You are viewing a plain text version of this content. The canonical link for it is here.
Posted to dev@lucene.apache.org by "Nicholas Knize (JIRA)" <ji...@apache.org> on 2018/07/12 19:26:00 UTC

[jira] [Comment Edited] (LUCENE-8396) Add Points Based Shape Indexing

    [ https://issues.apache.org/jira/browse/LUCENE-8396?page=com.atlassian.jira.plugin.system.issuetabpanels:comment-tabpanel&focusedCommentId=16542052#comment-16542052 ] 

Nicholas Knize edited comment on LUCENE-8396 at 7/12/18 7:25 PM:
-----------------------------------------------------------------

I've attached a WIP patch for initial feedback.

Patch summary:

* adds a new `LatLonShape` abstract class that uses factory methods to index and search.
* `createIndexableFields` static method creates an array of `TriangleField` objects
* to index the shape: iterate over the `TriangleField` array calling `document.add` which will add each tessellated triangle to the index
* like `LatLonPoint` the `LatLonShape.newBoxQuery` method will create a new `LatLonShapeBoundingBoxQuery`
* finally, there is a `TestLatLonShapeQueries` class that is very similar to `BaseGeoPointTestCase` in that it will test 3 different sized random data sets (Tiny, Medium, Big)
* along with `geo.TestTessellator` and `document.TestLatLonShape` that contain some explicit testing for each of those classes

Javadocs are included.

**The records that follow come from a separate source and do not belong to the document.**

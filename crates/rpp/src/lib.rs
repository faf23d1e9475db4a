//! REAPER project parser and template document model.
//!
//! This crate reads the nested, line-oriented `.rpp` project format into a
//! chunk tree, extracts the parts a session import needs (tracks, tempo map,
//! markers and pooled envelopes) and can render a modified project back.
//!
//! # Example
//!
//! ```
//! use rpp::parse_session;
//!
//! let text = r#"<REAPER_PROJECT 0.1
//!   TEMPO 120 4 4
//!   <TRACK
//!     NAME "Kick In"
//!     <ITEM
//!       POSITION 0
//!       LENGTH 16
//!     >
//!   >
//! >
//! "#;
//!
//! let result = parse_session(text, "take1.rpp");
//! assert!(!result.has_errors());
//! assert_eq!(result.value.tracks[0].name, "Kick In");
//! assert_eq!(result.value.duration, 16.0);
//! ```

pub mod chunk;
pub mod document;
pub mod error;
pub mod feedback;
pub mod model;
pub mod parser;
pub mod token;

use std::path::Path;

pub use chunk::{fresh_guid, Chunk, Node};
pub use document::{ProjectDocument, TemplateTrack};
pub use error::{ApplyError, LoadError, SaveError};
pub use feedback::{Feedback, FeedbackCode, FeedbackLevel, ParseResult};
pub use model::*;
pub use parser::{parse_blocks, parse_session};

/// Read and parse a session file.
///
/// An unreadable file aborts the load. Bytes that are not valid UTF-8 are
/// replaced rather than rejected.
pub fn load_session(path: impl AsRef<Path>) -> Result<ParseResult<Session>, LoadError> {
    let path = path.as_ref();
    let bytes = std::fs::read(path).map_err(|source| LoadError::FileUnreadable {
        path: path.to_path_buf(),
        source,
    })?;
    Ok(parse_session(&String::from_utf8_lossy(&bytes), path))
}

There are many todos, such as generalizing the bounding box query into a generic shape query that will query indexed shapes with provided query shapes. I think this can be done rather easily by adding a {{relateTriangle}} utility method to {{Polygon2D}} for computing relations of indexed triangles with the target shape. That, however, will be left as a future feature.


was (Author: nknize):
I've attached a WIP patch for initial feedback.

Patch summary:

* adds a new `LatLonShape` abstract class that uses factory methods to index and search.
* `createIndexableFields` static method creates an array of `TriangleField` objects
* to index the shape: iterate over the `TriangleField` array calling `document.add` which will add each tessellated triangle to the index
* like `LatLonPoint` the `LatLonShape.newBoxQuery` method will create a new `LatLonShapeBoundingBoxQuery`
* finally, there is a `TestLatLonPolygonQueries` class that is very similar to `BaseGeoPointTestCase` in that it will test 3 different sized random data sets (Tiny, Medium, Big)
* along with `geo.TestTessellator` and `document.TestLatLonPolygon` that contain some explicit testing for each of those classes

Javadocs are included. There are many todos, such as generalizing the bounding box query into a generic shape query that will query indexed shapes with provided query shapes. I think this can be done rather easily by adding a {{relateTriangle}} utility method to {{Polygon2D}} for computing relations of indexed triangles with the target shape. That, however, will be left as a future feature.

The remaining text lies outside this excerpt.